The Cross Entropy Method
Below is a quick run on the cross entropy method used in reinforcement learning (RL).
What is an RL episode?
A finite horizon episode in RL is made of a sequence of observations that the agent received from the environment, actions it has issued, and the rewards for these actions until the goal is reached. A list of episodes, each with their own sequences of observations, actions and rewards are shown in the figure1below.
Cross Entropy Method
Below are the steps for the cross entropy method:
- Let’s say we have an RL agent that interacts with the environment to generate \(N\) episodes. For each of these \(N\) episodes, we would have \(N\) scalar values, where each value represents a cumulative reward or
return
for that episode. - The
cross entropy
method then simply uses the top \(X\) out of the \(N\) number of episodes to train the RL agent.
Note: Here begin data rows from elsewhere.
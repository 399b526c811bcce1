//! In-memory platform fakes recording every outbound call.

use std::collections::HashSet;
use std::sync::Arc;
use std::sync::atomic::{AtomicI64, Ordering};

use async_trait::async_trait;
use once_cell::sync::Lazy;
use parking_lot::Mutex;

use super::BridgeCore;
use crate::auth::{AuthHandshake, KeyPair};
use crate::config::Config;
use crate::db::{CorrelationStore, KvStore, MemoryKvBackend};
use crate::discourse::types::{
    ChatChannel, ChatMessagePayload, ChatReplyRef, ChatUser, PostPayload,
};
use crate::discourse::{
    ChatWebhook, CreatedPost, Credential, ForumApi, NewPost, PostWebhook, TopicPage, TopicPosts,
};
use crate::error::PlatformError;
use crate::telegram::types::Chat;
use crate::telegram::{Message, SendOptions, TelegramApi, User};

pub const GROUP: i64 = -100;
pub const CHANNEL: i64 = 2;

const CONFIG: &str = r#"
telegram:
  group_id: -100
  post_bot_token: post-token
  sync_bot_token: sync-token
  post_bot_username: PostBot
  sync_bot_username: SyncBot
discourse:
  url: https://forum.example.org/
  channel_id: 2
  api_username: system
  api_key: forum-key
  bot_username: system
bridge:
  sync_chat: true
  echo_settle_ms: 1
database:
  url: "memory://"
"#;

static TEST_KEYS: Lazy<KeyPair> =
    Lazy::new(|| KeyPair::generate(1024).expect("test key generation"));

/// Shared 1024-bit key pair; generating one per test is slow.
pub fn test_keys() -> KeyPair {
    TEST_KEYS.clone()
}

pub fn test_store() -> CorrelationStore {
    let kv = Arc::new(KvStore::new(Arc::new(MemoryKvBackend::new())));
    CorrelationStore::new(kv, &Default::default())
}

/// A bridge wired to fakes on both sides.
pub struct Harness {
    pub bridge: Arc<BridgeCore>,
    pub post_bot: Arc<FakeTelegram>,
    pub sync_bot: Arc<FakeTelegram>,
    pub forum: Arc<FakeForum>,
    pub store: CorrelationStore,
    pub auth: Arc<AuthHandshake>,
}

impl Harness {
    pub fn new() -> Self {
        let config = Arc::new(Config::from_yaml(CONFIG).expect("test config"));
        let store = test_store();
        let auth = Arc::new(AuthHandshake::new(
            test_keys(),
            store.clone(),
            config.forum_url(),
            config.auth.clone(),
        ));
        let post_bot = Arc::new(FakeTelegram::default());
        let sync_bot = Arc::new(FakeTelegram::default());
        let forum = Arc::new(FakeForum::default());
        let bridge = Arc::new(BridgeCore::new(
            config,
            post_bot.clone(),
            sync_bot.clone(),
            forum.clone(),
            store.clone(),
            auth.clone(),
        ));
        Self {
            bridge,
            post_bot,
            sync_bot,
            forum,
            store,
            auth,
        }
    }
}

pub fn post_webhook(id: i64, cooked: &str) -> PostWebhook {
    PostWebhook {
        post: PostPayload {
            id,
            topic_id: 7,
            post_number: Some(3),
            username: "ann".to_string(),
            cooked: cooked.to_string(),
            topic_title: "Hello".to_string(),
        },
    }
}

pub fn chat_webhook(id: i64, username: &str, cooked: &str, in_reply_to: Option<i64>) -> ChatWebhook {
    ChatWebhook {
        message: ChatMessagePayload {
            id,
            cooked: cooked.to_string(),
            user: ChatUser {
                username: username.to_string(),
            },
            in_reply_to: in_reply_to.map(|id| ChatReplyRef { id }),
            deleted_at: None,
            uploads: Vec::new(),
        },
        channel: ChatChannel {
            id: Some(CHANNEL),
            slug: "authened".to_string(),
            title: "Lobby".to_string(),
        },
    }
}

pub fn user(id: i64, first_name: &str) -> User {
    User {
        id,
        is_bot: false,
        first_name: first_name.to_string(),
        username: Some(first_name.to_lowercase()),
    }
}

pub fn bot_user(id: i64, username: &str) -> User {
    User {
        id,
        is_bot: true,
        first_name: username.to_string(),
        username: Some(username.to_string()),
    }
}

pub fn group_message(message_id: i64, from: User, text: &str) -> Message {
    Message {
        message_id,
        from: Some(from),
        chat: Chat {
            id: GROUP,
            kind: "supergroup".to_string(),
            title: Some("Group".to_string()),
        },
        text: Some(text.to_string()),
        ..Message::default()
    }
}

pub fn private_message(message_id: i64, from: User, text: &str) -> Message {
    Message {
        message_id,
        chat: Chat {
            id: from.id,
            kind: "private".to_string(),
            title: None,
        },
        from: Some(from),
        text: Some(text.to_string()),
        ..Message::default()
    }
}

pub fn reply(mut message: Message, replied: Message) -> Message {
    message.reply_to_message = Some(Box::new(replied));
    message
}

#[derive(Debug, Clone, PartialEq, Eq)]
pub enum TelegramCall {
    SendText { chat_id: i64, text: String, reply_to: Option<i64> },
    SendPhoto { chat_id: i64, photo: String, caption: Option<String> },
    SendMediaGroup { chat_id: i64, photos: Vec<String> },
    EditText { message_id: i64, text: String },
    EditCaption { message_id: i64, caption: String },
    Delete { message_id: i64 },
    Approve { user_id: i64 },
}

pub struct FakeTelegram {
    next_id: AtomicI64,
    calls: Mutex<Vec<TelegramCall>>,
    failing: Mutex<HashSet<&'static str>>,
    unreachable: Mutex<HashSet<i64>>,
}

impl Default for FakeTelegram {
    fn default() -> Self {
        Self {
            next_id: AtomicI64::new(1000),
            calls: Mutex::new(Vec::new()),
            failing: Mutex::new(HashSet::new()),
            unreachable: Mutex::new(HashSet::new()),
        }
    }
}

impl FakeTelegram {
    /// Makes the next call of `operation` fail with a 400 from the Bot API.
    pub fn fail_next(&self, operation: &'static str) {
        self.failing.lock().insert(operation);
    }

    /// Every send to `chat_id` fails, as when a user blocked the bot.
    pub fn block_chat(&self, chat_id: i64) {
        self.unreachable.lock().insert(chat_id);
    }

    fn check(&self, operation: &'static str, chat_id: i64) -> Result<(), PlatformError> {
        if self.unreachable.lock().contains(&chat_id) {
            return Err(PlatformError::api(
                403,
                "Forbidden",
                vec!["bot was blocked by the user".to_string()],
            ));
        }
        if self.failing.lock().remove(operation) {
            return Err(PlatformError::api(
                400,
                "Bad Request",
                vec!["message is too long".to_string()],
            ));
        }
        Ok(())
    }

    pub fn calls(&self) -> Vec<TelegramCall> {
        self.calls.lock().clone()
    }

    /// Calls that create a new Telegram message.
    pub fn sends(&self) -> Vec<TelegramCall> {
        self.calls()
            .into_iter()
            .filter(|call| {
                matches!(
                    call,
                    TelegramCall::SendText { .. }
                        | TelegramCall::SendPhoto { .. }
                        | TelegramCall::SendMediaGroup { .. }
                )
            })
            .collect()
    }

    pub fn texts_to(&self, chat: i64) -> Vec<String> {
        self.calls()
            .into_iter()
            .filter_map(|call| match call {
                TelegramCall::SendText { chat_id, text, .. } if chat_id == chat => Some(text),
                _ => None,
            })
            .collect()
    }

    fn record(&self, call: TelegramCall) -> i64 {
        self.calls.lock().push(call);
        self.next_id.fetch_add(1, Ordering::Relaxed)
    }
}

#[async_trait]
impl TelegramApi for FakeTelegram {
    async fn send_text(
        &self,
        chat_id: i64,
        text: &str,
        options: &SendOptions,
    ) -> Result<i64, PlatformError> {
        self.check("send_text", chat_id)?;
        Ok(self.record(TelegramCall::SendText {
            chat_id,
            text: text.to_string(),
            reply_to: options.reply_to,
        }))
    }

    async fn send_photo(
        &self,
        chat_id: i64,
        photo: &str,
        caption: Option<&str>,
        _options: &SendOptions,
    ) -> Result<i64, PlatformError> {
        self.check("send_photo", chat_id)?;
        Ok(self.record(TelegramCall::SendPhoto {
            chat_id,
            photo: photo.to_string(),
            caption: caption.map(ToOwned::to_owned),
        }))
    }

    async fn send_media_group(
        &self,
        chat_id: i64,
        photos: &[String],
        _options: &SendOptions,
    ) -> Result<Vec<i64>, PlatformError> {
        self.check("send_media_group", chat_id)?;
        let first = self.record(TelegramCall::SendMediaGroup {
            chat_id,
            photos: photos.to_vec(),
        });
        let rest = (1..photos.len()).map(|_| self.next_id.fetch_add(1, Ordering::Relaxed));
        Ok(std::iter::once(first).chain(rest).collect())
    }

    async fn edit_text(
        &self,
        chat_id: i64,
        message_id: i64,
        text: &str,
        _options: &SendOptions,
    ) -> Result<(), PlatformError> {
        self.check("edit_text", chat_id)?;
        self.record(TelegramCall::EditText {
            message_id,
            text: text.to_string(),
        });
        Ok(())
    }

    async fn edit_caption(
        &self,
        chat_id: i64,
        message_id: i64,
        caption: &str,
    ) -> Result<(), PlatformError> {
        self.check("edit_caption", chat_id)?;
        self.record(TelegramCall::EditCaption {
            message_id,
            caption: caption.to_string(),
        });
        Ok(())
    }

    async fn delete_message(&self, chat_id: i64, message_id: i64) -> Result<(), PlatformError> {
        self.check("delete_message", chat_id)?;
        self.record(TelegramCall::Delete { message_id });
        Ok(())
    }

    async fn approve_join_request(&self, chat_id: i64, user_id: i64) -> Result<(), PlatformError> {
        self.check("approve_join_request", chat_id)?;
        self.record(TelegramCall::Approve { user_id });
        Ok(())
    }

    async fn file_link(&self, file_id: &str) -> Result<String, PlatformError> {
        Ok(format!("https://api.telegram.org/file/botTOKEN/{file_id}.jpg"))
    }
}

#[derive(Debug, Clone, PartialEq, Eq)]
pub enum ForumCall {
    CreatePost { credential: Credential, post: NewPost },
    UpdatePost { credential: Credential, post_id: i64, raw: String },
    SendChat { credential: Credential, message: String, in_reply_to: Option<i64> },
    EditChat { credential: Credential, message_id: i64, message: String },
}

pub struct FakeForum {
    next_id: AtomicI64,
    calls: Mutex<Vec<ForumCall>>,
    failing: Mutex<HashSet<&'static str>>,
    revoked: Mutex<Vec<String>>,
    pub latest: Mutex<TopicPage>,
    pub topic: Mutex<TopicPosts>,
}

impl Default for FakeForum {
    fn default() -> Self {
        Self {
            next_id: AtomicI64::new(500),
            calls: Mutex::new(Vec::new()),
            failing: Mutex::new(HashSet::new()),
            revoked: Mutex::new(Vec::new()),
            latest: Mutex::new(TopicPage::default()),
            topic: Mutex::new(TopicPosts::default()),
        }
    }
}

impl FakeForum {
    /// Makes the next call of `operation` fail with a 422 carrying an error array.
    pub fn fail_next(&self, operation: &'static str) {
        self.failing.lock().insert(operation);
    }

    pub fn calls(&self) -> Vec<ForumCall> {
        self.calls.lock().clone()
    }

    pub fn revoked(&self) -> Vec<String> {
        self.revoked.lock().clone()
    }

    fn check(&self, operation: &'static str) -> Result<(), PlatformError> {
        if self.failing.lock().remove(operation) {
            return Err(PlatformError::api(
                422,
                "Unprocessable Entity",
                vec!["Body is too short".to_string()],
            ));
        }
        Ok(())
    }

    fn record(&self, call: ForumCall) -> i64 {
        self.calls.lock().push(call);
        self.next_id.fetch_add(1, Ordering::Relaxed)
    }
}

#[async_trait]
impl ForumApi for FakeForum {
    async fn create_post(
        &self,
        credential: &Credential,
        post: &NewPost,
    ) -> Result<CreatedPost, PlatformError> {
        self.check("create_post")?;
        let id = self.record(ForumCall::CreatePost {
            credential: credential.clone(),
            post: post.clone(),
        });
        Ok(CreatedPost {
            id,
            topic_id: post.topic_id,
            post_number: Some(id),
        })
    }

    async fn update_post(
        &self,
        credential: &Credential,
        post_id: i64,
        raw: &str,
    ) -> Result<(), PlatformError> {
        self.check("update_post")?;
        self.record(ForumCall::UpdatePost {
            credential: credential.clone(),
            post_id,
            raw: raw.to_string(),
        });
        Ok(())
    }

    async fn send_chat_message(
        &self,
        credential: &Credential,
        _channel_id: i64,
        message: &str,
        in_reply_to: Option<i64>,
    ) -> Result<i64, PlatformError> {
        self.check("send_chat_message")?;
        Ok(self.record(ForumCall::SendChat {
            credential: credential.clone(),
            message: message.to_string(),
            in_reply_to,
        }))
    }

    async fn edit_chat_message(
        &self,
        credential: &Credential,
        _channel_id: i64,
        message_id: i64,
        message: &str,
    ) -> Result<(), PlatformError> {
        self.check("edit_chat_message")?;
        self.record(ForumCall::EditChat {
            credential: credential.clone(),
            message_id,
            message: message.to_string(),
        });
        Ok(())
    }

    async fn latest_topics(&self, _cursor: &str) -> Result<TopicPage, PlatformError> {
        self.check("latest_topics")?;
        Ok(self.latest.lock().clone())
    }

    async fn topic_recent_posts(&self, _topic_id: i64) -> Result<TopicPosts, PlatformError> {
        self.check("topic_recent_posts")?;
        Ok(self.topic.lock().clone())
    }

    async fn revoke_user_api_key(&self, key: &str) -> Result<(), PlatformError> {
        self.check("revoke")?;
        self.revoked.lock().push(key.to_string());
        Ok(())
    }
}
The value of \(X\) could be defined based on some threshold value of rewards. Usually, we use some percentile of all rewards, such as 50th or 70th. - Once the RL agent is trained on these \(X\) best episodes, it interacts with the environment again to generate more episodes (Step 1). Thus, the entire training process is repeated to further refine the RL agent until we are satisfied with it’s performance.
This is the core idea behind the cross entropy method that generally works well for basic environments and serves as a good baseline.
1: Lapan, Maxim. Deep reinforcement learning hands-on. Packt publishing, 2020.